■ **What you will do**
Look through the records, and whenever a line includes the word "field", copy it.

■ **Data supplied**
# # # #
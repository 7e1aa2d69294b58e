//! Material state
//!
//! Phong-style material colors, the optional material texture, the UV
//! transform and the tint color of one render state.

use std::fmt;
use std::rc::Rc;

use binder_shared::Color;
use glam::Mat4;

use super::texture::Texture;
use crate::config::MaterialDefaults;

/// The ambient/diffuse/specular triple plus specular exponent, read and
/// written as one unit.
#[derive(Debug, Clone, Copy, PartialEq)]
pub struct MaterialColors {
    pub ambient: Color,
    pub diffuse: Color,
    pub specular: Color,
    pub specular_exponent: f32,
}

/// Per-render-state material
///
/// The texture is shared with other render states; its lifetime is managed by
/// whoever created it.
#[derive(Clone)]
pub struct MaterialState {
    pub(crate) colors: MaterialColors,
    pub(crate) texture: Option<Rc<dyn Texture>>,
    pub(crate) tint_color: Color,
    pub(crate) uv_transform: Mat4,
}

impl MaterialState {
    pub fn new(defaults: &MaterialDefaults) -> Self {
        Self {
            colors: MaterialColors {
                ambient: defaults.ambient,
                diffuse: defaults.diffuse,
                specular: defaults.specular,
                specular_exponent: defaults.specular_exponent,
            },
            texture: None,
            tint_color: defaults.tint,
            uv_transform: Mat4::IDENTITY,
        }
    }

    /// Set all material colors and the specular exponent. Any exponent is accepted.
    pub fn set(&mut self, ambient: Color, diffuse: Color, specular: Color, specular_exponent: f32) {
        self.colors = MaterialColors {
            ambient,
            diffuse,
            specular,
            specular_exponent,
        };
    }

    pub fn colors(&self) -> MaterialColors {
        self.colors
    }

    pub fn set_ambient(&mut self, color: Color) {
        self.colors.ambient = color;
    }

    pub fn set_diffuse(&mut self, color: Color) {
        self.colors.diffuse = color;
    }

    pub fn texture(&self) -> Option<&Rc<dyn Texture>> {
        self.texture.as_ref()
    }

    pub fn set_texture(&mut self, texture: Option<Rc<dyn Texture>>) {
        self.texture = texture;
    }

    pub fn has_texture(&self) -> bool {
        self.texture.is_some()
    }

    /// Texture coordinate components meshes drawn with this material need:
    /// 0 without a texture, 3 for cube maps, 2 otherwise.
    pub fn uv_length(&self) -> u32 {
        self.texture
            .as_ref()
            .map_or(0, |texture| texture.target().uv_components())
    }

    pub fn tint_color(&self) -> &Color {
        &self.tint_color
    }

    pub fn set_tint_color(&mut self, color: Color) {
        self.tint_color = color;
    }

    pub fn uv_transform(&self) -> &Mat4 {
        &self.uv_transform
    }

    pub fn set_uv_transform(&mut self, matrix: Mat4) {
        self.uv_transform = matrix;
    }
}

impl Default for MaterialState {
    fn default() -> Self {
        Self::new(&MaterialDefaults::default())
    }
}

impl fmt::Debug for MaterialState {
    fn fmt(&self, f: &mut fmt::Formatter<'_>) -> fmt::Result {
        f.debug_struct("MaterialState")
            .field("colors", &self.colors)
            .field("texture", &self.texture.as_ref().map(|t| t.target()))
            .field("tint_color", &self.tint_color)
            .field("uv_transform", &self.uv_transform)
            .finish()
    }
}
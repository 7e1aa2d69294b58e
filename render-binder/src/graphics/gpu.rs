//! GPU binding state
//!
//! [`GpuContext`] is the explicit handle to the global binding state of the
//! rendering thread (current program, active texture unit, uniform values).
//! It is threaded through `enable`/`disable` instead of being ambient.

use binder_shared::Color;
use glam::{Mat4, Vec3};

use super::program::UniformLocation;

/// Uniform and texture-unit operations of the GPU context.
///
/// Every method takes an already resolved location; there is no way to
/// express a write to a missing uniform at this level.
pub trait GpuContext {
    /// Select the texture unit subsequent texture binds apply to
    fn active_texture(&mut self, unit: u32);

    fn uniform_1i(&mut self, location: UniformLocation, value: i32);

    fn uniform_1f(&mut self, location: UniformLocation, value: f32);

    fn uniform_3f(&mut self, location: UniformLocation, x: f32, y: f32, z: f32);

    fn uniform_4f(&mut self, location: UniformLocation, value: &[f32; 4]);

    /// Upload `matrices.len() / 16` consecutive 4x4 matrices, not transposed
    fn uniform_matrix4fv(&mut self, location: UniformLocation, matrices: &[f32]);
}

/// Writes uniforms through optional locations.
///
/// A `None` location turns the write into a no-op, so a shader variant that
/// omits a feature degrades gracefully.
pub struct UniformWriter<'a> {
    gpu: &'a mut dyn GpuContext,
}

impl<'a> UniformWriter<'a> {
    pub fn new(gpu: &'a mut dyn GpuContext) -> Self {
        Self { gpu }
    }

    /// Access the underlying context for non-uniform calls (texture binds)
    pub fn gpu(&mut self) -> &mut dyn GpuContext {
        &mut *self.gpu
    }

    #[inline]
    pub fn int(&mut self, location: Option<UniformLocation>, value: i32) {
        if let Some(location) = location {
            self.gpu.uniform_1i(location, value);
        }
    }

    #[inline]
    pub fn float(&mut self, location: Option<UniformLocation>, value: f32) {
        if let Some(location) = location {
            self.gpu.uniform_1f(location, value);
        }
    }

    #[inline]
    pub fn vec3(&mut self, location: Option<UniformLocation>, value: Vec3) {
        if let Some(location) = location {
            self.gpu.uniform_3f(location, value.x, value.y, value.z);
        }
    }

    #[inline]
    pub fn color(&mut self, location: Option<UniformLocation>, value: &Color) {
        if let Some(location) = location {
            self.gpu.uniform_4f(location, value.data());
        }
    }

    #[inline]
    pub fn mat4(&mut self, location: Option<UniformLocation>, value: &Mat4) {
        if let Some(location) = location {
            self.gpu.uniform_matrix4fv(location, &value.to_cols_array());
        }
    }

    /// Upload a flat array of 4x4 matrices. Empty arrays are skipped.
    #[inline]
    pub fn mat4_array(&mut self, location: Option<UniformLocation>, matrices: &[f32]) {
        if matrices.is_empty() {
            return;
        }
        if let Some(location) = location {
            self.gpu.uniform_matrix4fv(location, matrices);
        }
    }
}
# # # #
■ **Expected answer**
            .field("colors", &self.colors)
            .field("texture", &self.texture.as_ref().map(|t| t.target()))
            .field("tint_color", &self.tint_color)
            .field("uv_transform", &self.uv_transform)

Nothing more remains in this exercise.